(Excerpts from a dataset)

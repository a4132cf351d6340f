// Copyright 2025 eraflo
//
// Licensed under the Apache License, Version 2.0 (the "License");
// you may not use this file except in compliance with the License.
// You may obtain a copy of the License at
//
//     http://www.apache.org/licenses/LICENSE-2.0
//
// Unless required by applicable law or agreed to in writing, software
// distributed under the License is distributed on an "AS IS" BASIS,
// WITHOUT WARRANTIES OR CONDITIONS OF ANY KIND, either express or implied.
// See the License for the specific language governing permissions and
// limitations under the License.

//! An in-memory backend, used for preloaded content and as a test double.

use async_trait::async_trait;
use cairn_core::asset::{normalize, Asset, AssetHandle, PayloadType};
use cairn_core::{AssetBackend, LoadError};
use std::collections::HashMap;
use std::sync::atomic::{AtomicUsize, Ordering};
use std::sync::RwLock;
use std::time::Duration;

/// A backend serving payloads from a table held in memory.
///
/// Like a resource lookup by type, a typed request only succeeds when the
/// stored payload has that type. An optional latency is applied to
/// asynchronous loads to stand in for a slow source.
#[derive(Debug, Default)]
pub struct MemoryBackend {
    assets: RwLock<HashMap<String, AssetHandle>>,
    latency: Option<Duration>,
    loads: AtomicUsize,
}

impl MemoryBackend {
    /// Creates an empty backend.
    pub fn new() -> Self {
        Self::default()
    }

    /// Delays every asynchronous load by `latency`.
    pub fn with_latency(mut self, latency: Duration) -> Self {
        self.latency = Some(latency);
        self
    }

    /// Stores `asset` under `path` and returns `self` for chaining.
    pub fn with_asset<A: Asset>(self, path: &str, asset: A) -> Self {
        self.insert(path, AssetHandle::new(asset));
        self
    }

    /// Stores `handle` under `path`, replacing what was there.
    pub fn insert(&self, path: &str, handle: AssetHandle) {
        let mut assets = self.assets.write().unwrap_or_else(|e| e.into_inner());
        assets.insert(normalize(path).to_string(), handle);
    }

    /// Removes what is stored under `path`.
    pub fn remove(&self, path: &str) -> Option<AssetHandle> {
        let mut assets = self.assets.write().unwrap_or_else(|e| e.into_inner());
        assets.remove(normalize(path))
    }

    /// How many times the backend has been asked for a payload.
    pub fn load_count(&self) -> usize {
        self.loads.load(Ordering::SeqCst)
    }

    fn lookup(&self, key: &str, payload_type: PayloadType) -> Result<AssetHandle, LoadError> {
        self.loads.fetch_add(1, Ordering::SeqCst);

        let assets = self.assets.read().unwrap_or_else(|e| e.into_inner());
        match assets.get(key) {
            Some(handle) if payload_type.accepts(handle.payload_type()) => Ok(handle.clone()),
            _ => Err(LoadError::NotFound {
                path: key.to_string(),
            }),
        }
    }
}

#[async_trait]
impl AssetBackend for MemoryBackend {
    fn name(&self) -> &str {
        "memory"
    }

    fn load(&self, key: &str, payload_type: PayloadType) -> Result<AssetHandle, LoadError> {
        self.lookup(key, payload_type)
    }

    async fn load_async(
        &self,
        key: &str,
        payload_type: PayloadType,
    ) -> Result<AssetHandle, LoadError> {
        if let Some(latency) = self.latency {
            tokio::time::sleep(latency).await;
        }
        self.lookup(key, payload_type)
    }
}
//! Decoys must look like real chunks and open under no derived key.

use latebra_crypto_core::decoy::generate_decoy;
use latebra_crypto_core::error::CryptoError;
use latebra_crypto_core::kdf::{derive_chunk_id, derive_root, CostParameters};
use latebra_crypto_core::memory::WipeRegistry;
use latebra_crypto_core::padding::pad;
use latebra_crypto_core::symmetric::{decrypt_block, encrypt_block};

const TEST_COST: CostParameters = CostParameters { n: 4, r: 1, p: 1 };
const BLOCK_SIZE: usize = 128;

#[test]
fn decoy_has_same_shape_as_real_chunk() {
    let registry = WipeRegistry::new();
    let root = derive_root(&registry, b"password", b"label", &TEST_COST).unwrap();
    let real_id = derive_chunk_id(&root.identifier().expose().unwrap(), 0);
    let padded = pad(&registry, b"real content", BLOCK_SIZE).unwrap();
    let real_value =
        encrypt_block(&padded.expose().unwrap(), &root.key().expose().unwrap()).unwrap();

    let decoy = generate_decoy(&registry, BLOCK_SIZE).unwrap();

    assert_eq!(decoy.key.as_bytes().len(), real_id.as_bytes().len());
    assert_eq!(decoy.value.len(), real_value.len());
}

#[test]
fn decoy_does_not_open_under_unrelated_keys() {
    let registry = WipeRegistry::new();
    let decoy = generate_decoy(&registry, BLOCK_SIZE).unwrap();

    for (password, label) in [
        (&b"yellow submarine"[..], &b"test"[..]),
        (&b"password"[..], &b"decoy"[..]),
        (&b"x"[..], &b"y"[..]),
    ] {
        let root = derive_root(&registry, password, label, &TEST_COST).unwrap();
        let result = decrypt_block(&registry, &decoy.value, &root.key().expose().unwrap());
        assert!(
            matches!(result, Err(CryptoError::AuthenticationFailed)),
            "decoy must fail authentication, not a type or length error"
        );
    }
}

#[test]
fn decoy_keys_do_not_collide_with_each_other() {
    let registry = WipeRegistry::new();
    let mut keys: Vec<_> = (0..256)
        .map(|_| *generate_decoy(&registry, 16).unwrap().key.as_bytes())
        .collect();
    keys.sort_unstable();
    keys.dedup();
    assert_eq!(keys.len(), 256);
}
//! Terminator padding to a fixed block size.
//!
//! `pad` appends one `0x01` byte and zero-fills to the target size;
//! `unpad` strips trailing zeros, then requires and strips exactly one
//! `0x01`. Unpadding never needs the original length, so a plaintext that
//! itself ends in zero bytes survives the round trip.

use crate::error::CryptoError;
use crate::memory::{SecretBuffer, WipeRegistry};

/// Padding terminator byte.
const TERMINATOR: u8 = 0x01;

/// Pad `block` to exactly `target` bytes.
///
/// A block of `target - 1` bytes gets the terminator and no zero fill.
///
/// # Errors
///
/// Returns `CryptoError::BlockTooLarge` if `block.len() >= target` (no room
/// for the terminator).
pub fn pad(
    registry: &WipeRegistry,
    block: &[u8],
    target: usize,
) -> Result<SecretBuffer, CryptoError> {
    if block.len() >= target {
        return Err(CryptoError::BlockTooLarge {
            len: block.len(),
            max: target.saturating_sub(1),
        });
    }

    let mut padded = registry.alloc(target)?;
    {
        let mut bytes = padded.expose_mut()?;
        bytes[..block.len()].copy_from_slice(block);
        bytes[block.len()] = TERMINATOR;
    }
    Ok(padded)
}

/// Remove terminator padding.
///
/// # Errors
///
/// Returns `CryptoError::InvalidPadding` if the last non-zero byte is not
/// `0x01`, or if the block contains no non-zero byte at all.
pub fn unpad(registry: &WipeRegistry, padded: &[u8]) -> Result<SecretBuffer, CryptoError> {
    match padded.iter().rposition(|&b| b != 0) {
        Some(end) if padded[end] == TERMINATOR => registry.secret_from(&padded[..end]),
        _ => Err(CryptoError::InvalidPadding),
    }
}

// ---------------------------------------------------------------------------
// Unit tests
// ---------------------------------------------------------------------------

▶ **Instructions for the task**
Read the data above and pull out each line that holds the string "stored".

▶ **Solution to this problem**
/// stored payload has that type. An optional latency is applied to
    /// Removes what is stored under `path`.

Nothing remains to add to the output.